CK: Into the third couplet I notice the repetitive use of the colon, also there is the first address to a “you”:

     now: I don’t know about you but I’ve seen some emotional bone-
           homes
     in this bizarre death match called Life: beheaded black locusts

First, I am fascinated with the use of the colon throughout this poem. There is its use to announce, introduce, and/or direct attention to a list; it joins sentences or sets off quotes; it can also express time. Personally, I am obsessed with lists, images, bric-a-brac in texts and life. However, your use of the colon is doing more than simply marking time or drawing attention to lists. I see the deft use of the colon in this poem to be intricately wrapped up with the speaker’s shapeshifting, the speaker’s legerdemain with identity and being. The kaleidoscopic identity-shifts at work are wonderfully dizzying and dazzling. Can you touch upon the use of the colon, and how, in any way, it relates to the plurality of identities at work?

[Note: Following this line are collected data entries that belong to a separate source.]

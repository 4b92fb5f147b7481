//! Named scopes, the default scope, and class-level finders of one model.

use std::collections::HashMap;
use std::fmt;
use std::sync::Arc;

use crate::criteria::{Criteria, CriteriaError};
use crate::model::Searchable;
use crate::query::{SearchQuery, SearchValue};

use super::stack::ScopeContext;

/// Operation attached to criteria produced by a scope
pub type ExtensionOp<R> =
    Arc<dyn Fn(Criteria<R>, &[SearchValue]) -> Result<Criteria<R>, CriteriaError> + Send + Sync>;

/// Class-level finder reachable through [`Searchable::call`]
///
/// The finder receives the model, the scope context of the calling chain and
/// the call arguments. Building on `model.criteria_in(ctx)` continues the
/// enclosing criteria when the finder is reached from [`Criteria::call`].
pub type Finder<R> = Arc<
    dyn Fn(&Searchable<R>, &mut ScopeContext, &[SearchValue]) -> Result<Criteria<R>, CriteriaError>
        + Send
        + Sync,
>;

type DynamicScope = Arc<dyn Fn(&[SearchValue]) -> SearchQuery + Send + Sync>;

/// Produces the selector a scope contributes
#[derive(Clone)]
pub enum ScopeBuilder {
    /// Same query on every call
    Fixed(SearchQuery),
    /// Query built from the call arguments
    Dynamic(DynamicScope),
}

impl ScopeBuilder {
    /// Scope whose query depends on its arguments
    ///
    /// ```
    /// use lifeguard_search::{ScopeBuilder, SearchQuery, SearchValue};
    ///
    /// let avail = ScopeBuilder::dynamic(|args| {
    ///     let count = args.first().cloned().unwrap_or(SearchValue::Int(1));
    ///     SearchQuery::new().filter(("quantity", count))
    /// });
    /// assert_eq!(avail.resolve(&[SearchValue::Int(3)]).selector(), "(quantity:3)");
    /// ```
    pub fn dynamic<F>(f: F) -> Self
    where
        F: Fn(&[SearchValue]) -> SearchQuery + Send + Sync + 'static,
    {
        ScopeBuilder::Dynamic(Arc::new(f))
    }

    pub fn resolve(&self, args: &[SearchValue]) -> SearchQuery {
        match self {
            ScopeBuilder::Fixed(query) => query.clone(),
            ScopeBuilder::Dynamic(f) => f(args),
        }
    }
}

impl fmt::Debug for ScopeBuilder {
    fn fmt(&self, f: &mut fmt::Formatter<'_>) -> fmt::Result {
        match self {
            ScopeBuilder::Fixed(query) => f.debug_tuple("Fixed").field(query).finish(),
            ScopeBuilder::Dynamic(_) => f.write_str("Dynamic(..)"),
        }
    }
}

impl From<SearchQuery> for ScopeBuilder {
    fn from(query: SearchQuery) -> Self {
        ScopeBuilder::Fixed(query)
    }
}

impl From<&SearchQuery> for ScopeBuilder {
    fn from(query: &SearchQuery) -> Self {
        ScopeBuilder::Fixed(query.clone())
    }
}

/// Named extra operations carried by a criteria
pub struct Extension<R> {
    ops: HashMap<String, ExtensionOp<R>>,
}

impl<R> Default for Extension<R> {
    fn default() -> Self {
        Self {
            ops: HashMap::new(),
        }
    }
}

impl<R> Clone for Extension<R> {
    fn clone(&self) -> Self {
        Self {
            ops: self.ops.clone(),
        }
    }
}

impl<R> fmt::Debug for Extension<R> {
    fn fmt(&self, f: &mut fmt::Formatter<'_>) -> fmt::Result {
        f.debug_set().entries(self.names()).finish()
    }
}

impl<R> Extension<R> {
    pub fn new() -> Self {
        Self::default()
    }

    /// Add an operation named `name`
    pub fn with<F>(mut self, name: impl Into<String>, op: F) -> Self
    where
        F: Fn(Criteria<R>, &[SearchValue]) -> Result<Criteria<R>, CriteriaError>
            + Send
            + Sync
            + 'static,
    {
        self.ops.insert(name.into(), Arc::new(op));
        self
    }

    pub fn get(&self, name: &str) -> Option<ExtensionOp<R>> {
        self.ops.get(name).cloned()
    }

    pub fn contains(&self, name: &str) -> bool {
        self.ops.contains_key(name)
    }

    pub fn is_empty(&self) -> bool {
        self.ops.is_empty()
    }

    /// Operation names, sorted
    pub fn names(&self) -> Vec<&str> {
        let mut names: Vec<&str> = self.ops.keys().map(String::as_str).collect();
        names.sort_unstable();
        names
    }

    /// Copy every operation of `other` into `self`; `other` wins on clashes
    pub fn extend(&mut self, other: &Extension<R>) {
        for (name, op) in &other.ops {
            self.ops.insert(name.clone(), Arc::clone(op));
        }
    }
}

/// One registered scope
pub struct ScopeDefinition<R> {
    pub name: String,
    pub builder: ScopeBuilder,
    pub extension: Extension<R>,
}

impl<R> Clone for ScopeDefinition<R> {
    fn clone(&self) -> Self {
        Self {
            name: self.name.clone(),
            builder: self.builder.clone(),
            extension: self.extension.clone(),
        }
    }
}

/// Chainable operations every criteria already has; scopes and finders
/// registered under these names shadow nothing but are reported.
pub const BUILTIN_OPERATIONS: &[&str] = &[
    "filter",
    "or",
    "any_of",
    "between",
    "lte",
    "gte",
    "lt",
    "gt",
    "sort",
    "order_by",
    "order",
    "limit",
    "rows",
    "skip",
    "start",
    "merge",
    "execute",
    "total",
    "document_ids",
    "documents",
    "criteria",
    "search",
];

/// Scope table of one model
///
/// Holds the named scopes, the composed default scope and the finder
/// passthrough table consulted by the single dispatch entry point.
pub struct ScopeRegistry<R> {
    scopes: HashMap<String, ScopeDefinition<R>>,
    default_scope: Vec<ScopeBuilder>,
    finders: HashMap<String, Finder<R>>,
}

impl<R> Default for ScopeRegistry<R> {
    fn default() -> Self {
        Self {
            scopes: HashMap::new(),
            default_scope: Vec::new(),
            finders: HashMap::new(),
        }
    }
}

impl<R> ScopeRegistry<R> {
    pub fn new() -> Self {
        Self::default()
    }

    /// Whether `name` is a builtin, a scope or a finder
    pub fn is_taken(&self, name: &str) -> bool {
        BUILTIN_OPERATIONS.contains(&name) || self.responds_to(name)
    }

    /// Whether dispatch by `name` reaches a scope or finder
    pub fn responds_to(&self, name: &str) -> bool {
        self.scopes.contains_key(name) || self.finders.contains_key(name)
    }

    /// Register a scope; returns `true` when an existing name was overwritten
    pub fn insert_scope(&mut self, definition: ScopeDefinition<R>) -> bool {
        let overwritten = self.is_taken(&definition.name);
        self.finders.remove(&definition.name);
        self.scopes.insert(definition.name.clone(), definition);
        overwritten
    }

    /// Register a finder; returns `true` when an existing name was overwritten
    pub fn insert_finder(&mut self, name: &str, finder: Finder<R>) -> bool {
        let overwritten = self.is_taken(name);
        self.scopes.remove(name);
        self.finders.insert(name.to_string(), finder);
        overwritten
    }

    pub fn scope(&self, name: &str) -> Option<&ScopeDefinition<R>> {
        self.scopes.get(name)
    }

    pub fn finder(&self, name: &str) -> Option<Finder<R>> {
        self.finders.get(name).cloned()
    }

    /// Scope names, sorted
    pub fn scope_names(&self) -> Vec<&str> {
        let mut names: Vec<&str> = self.scopes.keys().map(String::as_str).collect();
        names.sort_unstable();
        names
    }

    /// AND `value` onto the default scope
    ///
    /// A value whose query equals the current default scope is ignored.
    /// Returns `true` when the default scope changed.
    pub fn compose_default(&mut self, value: ScopeBuilder) -> bool {
        if is_same_default(&self.default_scope, &value) {
            return false;
        }
        self.push_default(value);
        true
    }

    /// Append `value` to the default scope without comparing
    pub fn push_default(&mut self, value: ScopeBuilder) {
        self.default_scope.push(value);
    }

    /// The builders making up the default scope, in registration order
    pub fn default_parts(&self) -> Vec<ScopeBuilder> {
        self.default_scope.clone()
    }

    pub fn has_default_scope(&self) -> bool {
        !self.default_scope.is_empty()
    }

    /// The composed default scope, `None` when none is registered
    pub fn default_query(&self) -> Option<SearchQuery> {
        compose_parts(&self.default_scope)
    }
}

/// Fold default-scope builders into one query, `None` when there are none
///
/// Builders may call back into their model, so callers holding the registry
/// behind a lock resolve a cloned [`ScopeRegistry::default_parts`] instead.
pub fn compose_parts(parts: &[ScopeBuilder]) -> Option<SearchQuery> {
    if parts.is_empty() {
        return None;
    }
    Some(
        parts
            .iter()
            .fold(SearchQuery::new(), |query, part| query.merge(&part.resolve(&[]))),
    )
}

/// Whether registering `value` on top of `parts` would leave the default scope as is
pub fn is_same_default(parts: &[ScopeBuilder], value: &ScopeBuilder) -> bool {
    match compose_parts(parts) {
        Some(current) => SearchQuery::new().merge(&value.resolve(&[])) == current,
        None => false,
    }
}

RZ: Yes! The colon is being used here intentionally as a kind of opening, a portal. I’ve been theorizing about the colon as portal for about a year or more since I started using it in my poems like this and after I was talking with my friend and amazing poet Rosie Stockton about destituent grammar and the paraontological un-space of the caesura, by way of Fred Moten. I first encountered the colon in a liberatory grammar c. 2016 in Lyrae Van Clief-Stefanon’s poem “RR Lyrae: Matter.” I didn’t know then what it was doing but I think it gave me permission to think about punctuation in a fresh way. If “the world” is the way we arrange the material of the Earth, then I was caught in arranging words and letters and grammars in a hegemonic way. And all engaged in this world of normalization are unconsciously drawn to following its rules. We need to break them…we need to become unlimited…

As for my theorizing about the colon, I’d need to start with the period. The period is an endstop to a sentence, it signifies a stop sign, a pause, an endpoint. If you look more closely, it’s more like something like a rock: you trip over it, which causes you to stumble staccato. A comma is similar, but is more like a root or a flower (less violent than a period). A colon then is a period with a period over it, a kind of cancelling the period out, and thus making a gateway, an opening, a portal. It doesn’t stumble us like the period or comma, but it does shunt us through the gravity of its opening, transforming us in the process. It is a black w/hole (following M. NourbeSe Philip here), a portal wherein we are changed and the same, thus, as you pointed out, we are never just one being—we are fluid and flowing and multiple. On a basic level, it’s a way of keeping sentences connected without stopping the flow or connection. Whereas caesura is paraontological un-space, the colon points to all language’s connection—it is caesura, but it shows its path, it is a kind of map. And I would argue, the body in collaboration with Earth and Silence, is a kind of terra/listening, is a caesura: a trans/dimensional opening through to polyversic queerness.

CK: Jumping off proliferating notions of identities, the next two couplets showcase and draw attention to place and setting:

     coppicing new limbs in the plant archipelagos of deserted K-mart
     parking lots declared dead the roots still twitch: a hidden river

     flows through the service industry worker’s hair: we collapse into
          time
     lessnesses to return more placid like mom popping a shirt over

I love the image and thought of deserted K-marts (my childhood was spent at endless K-marts in Ohio), and also the cracked parking lots with plant-life poking through, this mish-mash juxtaposition of human-made structure with greenery that is in the process of reclaiming space. Also, as I mention above with the address of “you,” here there is an attention drawn to “we.” More, there is an introduction to “a hidden river / flow[ing] through the service industry worker’s hair:”; I am captivated by the description of this individual as a “service industry worker,” not simply “worker,” but more; there is an attention to service, of the fact that others rely on this individual. Can you talk about the role of addressee, the incorporation of others in this poem, and also talk about the role that both “place” and “environment” play in these couplets, in the poem, and, maybe, in your work?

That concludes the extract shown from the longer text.